Selling surplus buildings. . . Reducing phone bills. . . Explosion of bureaucracy as management jobs increase. . . Nurse grading appeals. . .

The NHS must sell surplus land and buildings if hospitals are to survive in the internal market, the Audit Commission has warned. It estimates that 10 per cent of NHS land is surplus and that backlog maintenance stands at£2bn. It predicts that capital charges will increase the cost of providing healthcare from 9 to 21 per cent. Audit Commission controller Howard Davies said competition would highlight where space was wasted as property costs would fall on fewer treatments. He warned that closing wards would be one medium-term possibility.

Better management could cut HAs'phone bills by almost a third, according to the National Audit Office.

It found bills varied between£659 per bed in Bloomsbury and£89 in Macclesfield, though it concedes that teaching hospitals are likely to have higher costs. HAs are criticised for not doing enough to prevent staff making long-distance private calls, but the NAO accepts that attempts to replace outdated switchboards have been hampered by lack of capital.

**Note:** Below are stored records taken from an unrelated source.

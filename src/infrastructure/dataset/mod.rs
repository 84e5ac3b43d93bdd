//! Problem bank loading
//!
//! Two on-disk formats are supported:
//! - tagged files (`<problem>`, `<bug_code>`, ...) named `<id>.txt`
//! - TreeInstruct files (`problem: ---` sections) with ids assigned in config

pub mod bank;
pub mod normalize;
pub mod tagged;
pub mod tree_instruct;

use std::path::PathBuf;
use thiserror::Error;

use crate::domain::errors::DomainError;

pub use bank::FileProblemBank;

/// Errors raised while loading problem files
#[derive(Debug, Error)]
pub enum DatasetError {
    #[error("Problem file or directory not found: {}", .0.display())]
    NotFound(PathBuf),

    #[error("Failed to read {}: {source}", path.display())]
    Io {
        path: PathBuf,
        #[source]
        source: std::io::Error,
    },

    #[error("Invalid section pattern: {0}")]
    Pattern(#[from] regex::Error),

    #[error(transparent)]
    Invalid(#[from] DomainError),
}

The NHS is on the brink of a nationwide 'explosion of bureaucracy', the British Medical Association has claimed. Citing an increase in the number of management jobs advertised in HSJ, it calculates that the service may have created 3,600 posts last year, adding£80m to the pay bill. 'Compare this with the£14m being spent on cutting junior doctors'hours and the£35m on cutting waiting lists, 'said BMA secretary Ian Field.

Only a handful of the 10,000 to 12,000 nurse grading appeals have been heard so far, and unions are warning that the process could extend into the 21st century. NHS Management Executive personnel director Eric Caines is spearheading moves to speed up national hearings.